Hace tres horas que permanezco en el hotel. Durante ellas, he levantado el teléfono varias veces y lo he vuelto a colgar, hasta que, por fin, sujetando el paraguas rojo por su empuñadura con fuerza he marcado el número de teléfono de casa. Lo ha cogido Carlos. Después de escuchar, en el más absoluto de los silencios, mis explicaciones, ha respondido con una frase en la que se adivinaba una amenaza:
—Espero que sepas lo que has hecho.
No me dio tiempo a responder, cuando intenté articular un sí, había colgado.
No sé por qué fue ayer cuando tomé la decisión, cuando decidí abandonarlo todo de la manera en que lo hice, sin antes dejar caer una advertencia, una queja o un silencio de más durante los atropellados desayunos, los almuerzos domingueros o las cenas vacías de velas, vino y rosas. Sin una lágrima premonitoria o acusadora. Sin las razonables omisiones de mis deberes cotidianos y humanos. Sin esa llamada de auxilio que suele anteceder a una crisis emocional. Lo hice en silencio, sin que mis pasos se oyeran, sin que mi rostro expresara un gesto de desacuerdo o malestar ante aquella cotidianeidad en la que yo me sentía parte del mobiliario. Quizá el desencadenante fuesen sus últimas e insípidas caricias, en las que yo parecía no tener rostro, podía ser cualquiera bajo sus manos, porque ellas habían dejado de reconocerme bajo las sábanas, me había convertido en una más, en la de siempre. Y lo peor no era que yo lo sintiese de aquella forma, lo peor era que él, Carlos, también lo sabía y no parecía importarle lo más mínimo.
Contemplé el reflejo de mi cuerpo desnudo en los cristales del dormitorio, mientras la lluvia golpeaba el vidrio con rabia y las gotas se deslizaban como lo hacían mis lágrimas mudas; sin fuerza, dejándose llevar.
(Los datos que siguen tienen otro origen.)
//! Material layers: sub-materials sampled into `MaterialLayer` struct locals.
//!
//! Layer 0 is always the material being compiled. Other layers are loaded on
//! first use by a Sample Layer or Get Layer Parameter node and live until the
//! compilation ends. Each layer tracks up to [`MAX_LAYER_USAGES`] distinct UV
//! inputs per shader tree; every UV key gets its own struct local.

use std::sync::Arc;

use uuid::Uuid;

use super::compilation::{Compilation, CompilationMode, GraphId, GraphOwner};
use super::material::{LAYER_BOX, MaterialChannel};
use super::parameters::ParameterRemap;
use super::types::{Value, ValueType};
use crate::graph::{BoxRef, Graph, Node};
use crate::material_info::{MaterialInfo, UsageFlags};

/// Number of UV-keyed slots per layer.
pub const MAX_LAYER_USAGES: usize = 4;

/// HLSL type of the material struct.
pub const MATERIAL_STRUCT: &str = "MaterialLayer";

/// Producer box of a UV connection, qualified by its graph instance.
pub type UvKey = (GraphId, BoxRef);

#[derive(Clone, Debug, Default, PartialEq)]
pub struct LayerUsage {
    pub var_name: String,
    pub hint: Option<UvKey>,
}

#[derive(Debug)]
pub struct Layer {
    pub id: Uuid,
    pub graph: GraphId,
    /// Arena index of the material output node, if the graph has one.
    pub root: Option<usize>,
    pub info: MaterialInfo,
    /// Inputs consumed so far; unioned into layer 0 after each sample.
    pub usage: UsageFlags,
    pub param_remap: ParameterRemap,
    pub usages: [LayerUsage; MAX_LAYER_USAGES],
}

impl Layer {
    pub(crate) fn reset_usages(&mut self) {
        self.usages = Default::default();
    }
}

/// How two layers are combined per channel.
#[derive(Clone, Copy, Debug, PartialEq, Eq)]
pub enum BlendMode {
    Linear,
    Add,
    Height,
}

impl Compilation {
    /// Register a layer graph and its parameters; returns the layer index.
    pub(crate) fn add_layer(&mut self, id: Uuid, graph: Arc<Graph>, info: MaterialInfo) -> usize {
        let index = self.layers.len();
        let root = graph.root();
        let mut remap = ParameterRemap::new();
        for p in &graph.parameters {
            let target = if self.params.find_by_id(p.id).is_some() {
                Uuid::new_v5(&id, p.id.as_bytes())
            } else {
                p.id
            };
            remap.insert(p.id, target);
            self.params.add_graph_parameter(p, target);
        }
        let gid = self.add_graph(graph, GraphOwner::Layer(index));
        self.layers.push(Layer {
            id,
            graph: gid,
            root,
            info,
            usage: UsageFlags::empty(),
            param_remap: remap,
            usages: Default::default(),
        });
        index
    }

    /// Record `flags` on the layer being evaluated. Emitters have no layers.
    pub(crate) fn add_layer_usage(&mut self, flags: UsageFlags) {
        if let Some(layer) = self.layers.get_mut(self.current_layer) {
            layer.usage |= flags;
        }
    }

    /// Find or load the layer for material `id` on behalf of `caller`.
    pub(crate) fn get_layer(&mut self, caller: &Node, box_id: u32, id: Uuid) -> Option<usize> {
        if self.mode == CompilationMode::Emitter {
            self.error(caller, box_id, "material layers are not available in particle emitters");
            return None;
        }
        if let Some(i) = self.layers.iter().position(|l| l.id == id) {
            return Some(i);
        }
        let Some(asset) = self.assets.material(id) else {
            self.error(caller, box_id, format!("missing material layer {id}"));
            return None;
        };
        self.add_dependency(id);
        if let Some(root) = self.root_info() {
            if !root.is_compatible_layer(&asset.info) {
                let msg = format!(
                    "layer {id} has domain {:?}, expected {:?}",
                    asset.info.domain, root.domain
                );
                self.error(caller, box_id, msg);
                return None;
            }
        }
        Some(self.add_layer(id, asset.graph.clone(), asset.info))
    }

    /// Layer whose parameters are visible from graph `id`.
    pub(crate) fn owning_layer(&self, mut id: GraphId) -> Option<usize> {
        loop {
            match self.owner(id) {
                GraphOwner::Layer(i) => return Some(*i),
                GraphOwner::Function { call_site, .. } => id = call_site.graph,
                GraphOwner::Emitter => return None,
            }
        }
    }

    /// UV slot of `layer` for `key`; `None` keys use slot 0.
    pub(crate) fn layer_usage_slot(&mut self, layer: usize, key: Option<UvKey>, caller: &Node, box_id: u32) -> usize {
        let Some(key) = key else {
            return 0;
        };
        let usages = &mut self.layers[layer].usages;
        if let Some(i) = (1..MAX_LAYER_USAGES).find(|&i| usages[i].hint == Some(key)) {
            return i;
        }
        if let Some(i) = (1..MAX_LAYER_USAGES).find(|&i| usages[i].hint.is_none()) {
            usages[i].hint = Some(key);
            return i;
        }
        let id = self.layers[layer].id;
        log::warn!(
            "material {}: layer {id} sampled with more than {MAX_LAYER_USAGES} UV inputs, falling back to the default UVs",
            self.material_id
        );
        self.error(caller, box_id, format!("too many UV inputs for layer {id}"));
        0
    }

    /// Sample `layer` from the Sample Layer node `caller`, whose UV input is `uv_box`.
    pub(crate) fn sample_layer(&mut self, caller: &Node, out_box: u32, layer: usize, uv_box: u32) -> Value {
        let gid = self.layers[layer].graph;
        if self.graph_stack.contains(&gid) {
            self.error(caller, out_box, "layer samples itself");
            return Value::null();
        }
        let key = caller
            .get_box(uv_box)
            .and_then(|b| b.first_connection())
            .map(|r| (self.top_graph(), r));
        let slot = self.layer_usage_slot(layer, key, caller, out_box);
        // The overflow fallback samples with the default UVs.
        let custom_uv = key.is_some() && slot != 0;
        if !self.layers[layer].usages[slot].var_name.is_empty() {
            return Value::new(ValueType::Object, self.layers[layer].usages[slot].var_name.clone());
        }

        let uv = if custom_uv {
            Some(self.try_get_value(caller, uv_box, self.tex_coord()).cast(ValueType::Float2))
        } else {
            None
        };
        let var = self.writer.write_struct_local(MATERIAL_STRUCT, ValueType::Object);
        self.layers[layer].usages[slot].var_name = var.expr.clone();

        let snapshot = uv.map(|uv| {
            let saved = self
                .writer
                .write_local(ValueType::Float2, Some("input.TexCoord.xy"), Some(caller.id));
            self.writer.write("input.TexCoord.xy = {0};", &[&uv]);
            saved
        });

        self.reset_graph_cache(gid);
        self.evaluate_layer(layer, &var.expr);

        if let Some(saved) = snapshot {
            self.writer.write("input.TexCoord.xy = {0};", &[&saved]);
        }

        let usage = self.layers[layer].usage;
        self.layers[0].usage |= usage;
        var
    }

    /// Fill struct local `var` with every channel of the current tree from `layer`'s root.
    pub(crate) fn evaluate_layer(&mut self, layer: usize, var: &str) {
        let prev_layer = std::mem::replace(&mut self.current_layer, layer);
        let gid = self.layers[layer].graph;
        self.push_graph(gid);

        let graph = self.graph(gid);
        let target = Value::new(ValueType::Object, var);
        match self.layers[layer].root.map(|r| graph.node(r)) {
            Some(root) if root.is_connected(LAYER_BOX) => {
                let v = self.eat_box(root, LAYER_BOX);
                if v.is_valid() {
                    self.writer.write("{0} = {1};", &[&target, &v]);
                } else {
                    self.write_default_channels(var);
                }
            }
            Some(root) => {
                for ch in MaterialChannel::for_tree(self.current_tree) {
                    let v = self.try_get_value(root, ch.box_id(), ch.default_value());
                    self.writer
                        .write_line(&format!("{var}.{} = {};", ch.name(), v.expr));
                    if root.is_connected(ch.box_id()) {
                        self.layers[layer].usage |= ch.usage_flag();
                    }
                }
            }
            None => self.write_default_channels(var),
        }

        self.pop_graph();
        self.current_layer = prev_layer;
    }

    fn write_default_channels(&mut self, var: &str) {
        for ch in MaterialChannel::for_tree(self.current_tree) {
            self.writer
                .write_line(&format!("{var}.{} = {};", ch.name(), ch.default_value().expr));
        }
    }

    /// A struct local holding the tree defaults.
    pub(crate) fn write_default_layer(&mut self) -> Value {
        let var = self.writer.write_struct_local(MATERIAL_STRUCT, ValueType::Object);
        self.write_default_channels(&var.expr);
        var
    }

    /// Blend `bottom` and `top` struct locals into a new struct local.
    pub(crate) fn blend_layers(&mut self, bottom: &Value, top: &Value, alpha: &Value, mode: BlendMode) -> Value {
        let result = self.writer.write_struct_local(MATERIAL_STRUCT, ValueType::Object);
        for ch in MaterialChannel::for_tree(self.current_tree) {
            self.write_blending(ch, &result, bottom, top, alpha, mode);
        }
        result
    }

    fn write_blending(
        &mut self,
        ch: MaterialChannel,
        result: &Value,
        bottom: &Value,
        top: &Value,
        alpha: &Value,
        mode: BlendMode,
    ) {
        let name = ch.name();
        let (r, b, t, a) = (&result.expr, &bottom.expr, &top.expr, &alpha.expr);
        let line = match (mode, ch) {
            (BlendMode::Add, MaterialChannel::Normal) => {
                format!("{r}.{name} = normalize({b}.{name} + {t}.{name} * {a});")
            }
            (BlendMode::Add, _) if ch.kind().is_scalar() => {
                format!("{r}.{name} = saturate({b}.{name} + {t}.{name} * {a});")
            }
            (BlendMode::Add, _) => format!("{r}.{name} = {b}.{name} + {t}.{name} * {a};"),
            (_, MaterialChannel::Normal) => {
                format!("{r}.{name} = normalize(lerp({b}.{name}, {t}.{name}, {a}));")
            }
            _ => format!("{r}.{name} = lerp({b}.{name}, {t}.{name}, {a});"),
        };
        self.writer.write_line(&line);
    }
}

#[cfg(test)]
mod tests {
    use super::*;
    use crate::asset_store::{AssetStore, MaterialAsset};
    use crate::graph::{NodeTypeId, NodeValue, ROOT_NODE};
    use crate::material_info::MaterialDomain;

    fn root_only() -> Graph {
        let mut g = Graph::new();
        let mut root = Node::new(1, ROOT_NODE);
        for ch in MaterialChannel::ALL {
            root = root.with_box(ch.box_id(), ch.kind());
        }
        root = root.with_box(LAYER_BOX, ValueType::Object);
        g.add_node(root).unwrap();
        g
    }

    #[test]
    fn fifth_uv_key_falls_back_to_slot_zero() {
        let mut c = Compilation::new_material(
            Uuid::new_v4(),
            Arc::new(root_only()),
            MaterialInfo::default(),
            AssetStore::new(),
        );
        let caller = Node::new(9, NodeTypeId::new(6, 1));
        let key = |n| Some((GraphId(0), BoxRef { node: n, slot: 0 }));
        assert_eq!(c.layer_usage_slot(0, None, &caller, 0), 0);
        assert_eq!(c.layer_usage_slot(0, key(1), &caller, 0), 1);
        assert_eq!(c.layer_usage_slot(0, key(2), &caller, 0), 2);
        assert_eq!(c.layer_usage_slot(0, key(1), &caller, 0), 1);
        assert_eq!(c.layer_usage_slot(0, key(3), &caller, 0), 3);
        assert_eq!(c.layer_usage_slot(0, key(4), &caller, 0), 0);
        assert_eq!(c.errors().len(), 1);
    }

    #[test]
    fn incompatible_domain_is_rejected() {
        let assets = AssetStore::new();
        let layer_id = Uuid::new_v4();
        assets.insert_material(MaterialAsset {
            id: layer_id,
            info: MaterialInfo {
                domain: MaterialDomain::Decal,
                ..MaterialInfo::default()
            },
            graph: Arc::new(root_only()),
            path: None,
        });
        let mut c = Compilation::new_material(
            Uuid::new_v4(),
            Arc::new(root_only()),
            MaterialInfo::default(),
            assets,
        );
        let caller = Node::new(9, NodeTypeId::new(6, 1)).with_value(NodeValue::Guid(layer_id));
        assert_eq!(c.get_layer(&caller, 0, layer_id), None);
        assert!(c.errors()[0].message.contains("domain"));
    }

    #[test]
    fn colliding_parameter_ids_are_remapped() {
        let shared = crate::graph::GraphParameter {
            id: Uuid::new_v4(),
            name: "Tint".into(),
            kind: crate::generator::parameters::ParameterKind::Vector,
            value: NodeValue::Float3([1.0; 3]),
            is_public: true,
            is_override: false,
            asset: None,
        };
        let mut root = root_only();
        root.parameters.push(shared.clone());
        let mut layer_graph = root_only();
        layer_graph.parameters.push(shared.clone());

        let mut c = Compilation::new_material(
            Uuid::new_v4(),
            Arc::new(root),
            MaterialInfo::default(),
            AssetStore::new(),
        );
        let layer_id = Uuid::new_v4();
        let l = c.add_layer(layer_id, Arc::new(layer_graph), MaterialInfo::default());
        let mapped = c.layers[l].param_remap[&shared.id];
        assert_ne!(mapped, shared.id);
        assert_eq!(mapped, Uuid::new_v5(&layer_id, shared.id.as_bytes()));
        assert_eq!(c.params.len(), 2);
    }
}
Mientras él, Carlos, desnudo frente al espejo del baño, pletórico de éxtasis carnal, levantaba su mentón y me preguntaba, en voz alta, si la caldera estaba encendida porque iba a darse una ducha.
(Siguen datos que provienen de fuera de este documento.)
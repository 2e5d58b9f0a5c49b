//! Seams to the shader backend and the GPU device.

use std::fmt;
use std::str::FromStr;

use anyhow::{Result, anyhow};
use serde::{Deserialize, Serialize};

use super::options::ShaderCompilationOptions;

/// Backend shader target. Each profile owns one cache chunk of the asset.
#[derive(Clone, Copy, Debug, PartialEq, Eq, Hash, Serialize, Deserialize)]
pub enum ShaderProfile {
    DirectXSm5,
    DirectXSm4,
    Glsl410,
    Glsl440,
    VulkanSm5,
    DirectXSm6,
}

impl ShaderProfile {
    pub const ALL: [ShaderProfile; 6] = [
        ShaderProfile::DirectXSm5,
        ShaderProfile::DirectXSm4,
        ShaderProfile::Glsl410,
        ShaderProfile::Glsl440,
        ShaderProfile::VulkanSm5,
        ShaderProfile::DirectXSm6,
    ];

    /// Asset chunk holding this profile's compiled cache.
    pub fn cache_chunk(self) -> usize {
        match self {
            ShaderProfile::DirectXSm5 => 1,
            ShaderProfile::DirectXSm4 => 2,
            ShaderProfile::Glsl410 => 3,
            ShaderProfile::Glsl440 => 4,
            ShaderProfile::VulkanSm5 => 5,
            ShaderProfile::DirectXSm6 => 7,
        }
    }

    /// Stable name, also the project cache directory.
    pub fn name(self) -> &'static str {
        match self {
            ShaderProfile::DirectXSm5 => "DirectX_SM5",
            ShaderProfile::DirectXSm4 => "DirectX_SM4",
            ShaderProfile::Glsl410 => "GLSL_410",
            ShaderProfile::Glsl440 => "GLSL_440",
            ShaderProfile::VulkanSm5 => "Vulkan_SM5",
            ShaderProfile::DirectXSm6 => "DirectX_SM6",
        }
    }
}

impl fmt::Display for ShaderProfile {
    fn fmt(&self, f: &mut fmt::Formatter<'_>) -> fmt::Result {
        f.write_str(self.name())
    }
}

impl FromStr for ShaderProfile {
    type Err = anyhow::Error;

    fn from_str(s: &str) -> Result<Self> {
        Self::ALL
            .into_iter()
            .find(|p| p.name().eq_ignore_ascii_case(s))
            .ok_or_else(|| anyhow!("unknown shader profile '{s}'"))
    }
}

/// Output of one backend compilation.
#[derive(Clone, Debug, Default, PartialEq, Eq)]
pub struct CompiledShader {
    pub bytecode: Vec<u8>,
    /// Resolved paths of every file the source included.
    pub includes: Vec<String>,
}

/// HLSL to bytecode backend. May block for a long time; there is no cancellation.
pub trait ShaderCompiler: Send + Sync {
    fn compile(&self, options: &ShaderCompilationOptions) -> Result<CompiledShader>;
}

pub trait RenderDevice: Send + Sync {
    /// The device finished initialising and can accept shaders.
    fn is_ready(&self) -> bool;
    fn shader_profile(&self) -> ShaderProfile;
}

/// A device that is always ready, for offline tools.
#[derive(Clone, Copy, Debug)]
pub struct OfflineDevice(pub ShaderProfile);

impl RenderDevice for OfflineDevice {
    fn is_ready(&self) -> bool {
        true
    }

    fn shader_profile(&self) -> ShaderProfile {
        self.0
    }
}
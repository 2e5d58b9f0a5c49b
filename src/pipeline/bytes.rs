//! Little-endian cursor helpers for the binary asset formats.

use crate::error::CacheError;

pub struct ByteReader<'a> {
    bytes: &'a [u8],
    pos: usize,
}

impl<'a> ByteReader<'a> {
    pub fn new(bytes: &'a [u8]) -> Self {
        Self { bytes, pos: 0 }
    }

    /// Reader positioned at `pos`.
    pub fn at(bytes: &'a [u8], pos: usize) -> Self {
        Self { bytes, pos }
    }

    pub fn position(&self) -> usize {
        self.pos
    }

    pub fn remaining(&self) -> usize {
        self.bytes.len().saturating_sub(self.pos)
    }

    pub fn take(&mut self, n: usize) -> Result<&'a [u8], CacheError> {
        let end = self.pos.checked_add(n).ok_or(CacheError::Truncated(self.pos))?;
        let s = self.bytes.get(self.pos..end).ok_or(CacheError::Truncated(self.pos))?;
        self.pos = end;
        Ok(s)
    }

    pub fn u8(&mut self) -> Result<u8, CacheError> {
        Ok(self.take(1)?[0])
    }

    pub fn u16(&mut self) -> Result<u16, CacheError> {
        let b = self.take(2)?;
        Ok(u16::from_le_bytes([b[0], b[1]]))
    }

    pub fn u32(&mut self) -> Result<u32, CacheError> {
        let b = self.take(4)?;
        Ok(u32::from_le_bytes([b[0], b[1], b[2], b[3]]))
    }

    pub fn u64(&mut self) -> Result<u64, CacheError> {
        let b = self.take(8)?;
        let mut a = [0u8; 8];
        a.copy_from_slice(b);
        Ok(u64::from_le_bytes(a))
    }

    /// `u32` length followed by that many bytes.
    pub fn blob(&mut self) -> Result<&'a [u8], CacheError> {
        let len = self.u32()? as usize;
        self.take(len)
    }

    /// `u32` unit count followed by UTF-16 code units.
    pub fn utf16(&mut self) -> Result<String, CacheError> {
        let len = self.u32()? as usize;
        let raw = self.take(len.checked_mul(2).ok_or(CacheError::Truncated(self.pos))?)?;
        let units: Vec<u16> = raw
            .chunks_exact(2)
            .map(|c| u16::from_le_bytes([c[0], c[1]]))
            .collect();
        String::from_utf16(&units).map_err(|_| CacheError::InvalidUtf16)
    }
}

#[derive(Default)]
pub struct ByteWriter {
    bytes: Vec<u8>,
}

impl ByteWriter {
    pub fn new() -> Self {
        Self::default()
    }

    pub fn len(&self) -> usize {
        self.bytes.len()
    }

    pub fn is_empty(&self) -> bool {
        self.bytes.is_empty()
    }

    pub fn bytes(&mut self, b: &[u8]) {
        self.bytes.extend_from_slice(b);
    }

    pub fn u8(&mut self, v: u8) {
        self.bytes.push(v);
    }

    pub fn u32(&mut self, v: u32) {
        self.bytes.extend_from_slice(&v.to_le_bytes());
    }

    pub fn u64(&mut self, v: u64) {
        self.bytes.extend_from_slice(&v.to_le_bytes());
    }

    pub fn blob(&mut self, b: &[u8]) {
        self.u32(b.len() as u32);
        self.bytes(b);
    }

    pub fn utf16(&mut self, s: &str) {
        let units: Vec<u16> = s.encode_utf16().collect();
        self.u32(units.len() as u32);
        for u in units {
            self.bytes.extend_from_slice(&u.to_le_bytes());
        }
    }

    /// Overwrite a previously written `u32` at `pos`.
    pub fn patch_u32(&mut self, pos: usize, v: u32) {
        if let Some(dst) = self.bytes.get_mut(pos..pos + 4) {
            dst.copy_from_slice(&v.to_le_bytes());
        }
    }

    pub fn into_inner(self) -> Vec<u8> {
        self.bytes
    }
}

#[cfg(test)]
mod tests {
    use super::*;

    #[test]
    fn strings_are_utf16_with_unit_count() {
        let mut w = ByteWriter::new();
        w.utf16("a.hlsl");
        let bytes = w.into_inner();
        assert_eq!(&bytes[..4], &6u32.to_le_bytes());
        assert_eq!(bytes.len(), 4 + 12);
        assert_eq!(ByteReader::new(&bytes).utf16().unwrap(), "a.hlsl");
    }

    #[test]
    fn short_input_reports_position() {
        let mut r = ByteReader::new(&[1, 0, 0, 0, 9]);
        assert_eq!(r.u32().unwrap(), 1);
        assert_eq!(r.u32(), Err(CacheError::Truncated(4)));
    }
}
Aquella noche tomamos, tomé, demasiado vino. El alcohol se hizo dueño absoluto de mi conciencia. Poco a poco noté como el pulso se iba ralentizando. La música sonaba lejana, ausente. Le miré y supe que aquel día formaría parte de otros tantos, que pasaría como habían pasado los demás; carentes de sentido. Sin embargo, a pesar de todo lo que había sucedido entre nosotros, de la soledad, seguía deseando sus manos sobre mi cuerpo, el arrastre cálido de sus dedos por mi piel. Anhelaba su mirada profunda recorriendo frívola la comisura de mis labios, la protuberancia de mis caderas, el blanco enlechado de mis pechos. Y volví, una vez más volví a dejarle hacer. Controlé mis ansias de placer porque sus deseos siempre se superponían a los míos. En cada uno de nuestros encuentros carnales yo me contenía, frenaba mi necesidad, mi ansia, hasta que él se deshacía, hasta que sus párpados caían. Sentía, sí, yo, a pesar de los años transcurridos, de la apatía, de la sinrazón que abrigaba nuestro común diario, seguía sintiendo, pero lo hacía a través de él. Por ello, por aquel vacío de sentimientos y placer propio, que no ajeno, aquella noche, Carlos, mi Carlos, el Carlos que yo había creado y mantenido, desapareció. De un plumazo su vida y mi vida dejaron de formar parte de aquellas películas absurdas con las que alguien llenó las horas vacías de mi infancia. De aquella farsa que había encorsetado mi forma y manera de ver la vida, incluso de enfrentarme a ella. En ellas, las princesas se quedaban embarazadas después del beso casto, casi inmaterial del príncipe que daba paso al FIN. Los platos del banquete nupcial estaban cargados de manjares exquisitos, que no costaban un duro, y el pelo largo de las jóvenes no necesita bigudíes para rizarse. En un instante impreciso, rápido como un destello de luz, me sentí parte de una mentira, de una gran mentira. Ni Carlos era un príncipe de cuento, ni yo era como esas jóvenes de ojos azules y pechos prietos, rubias como la cerveza.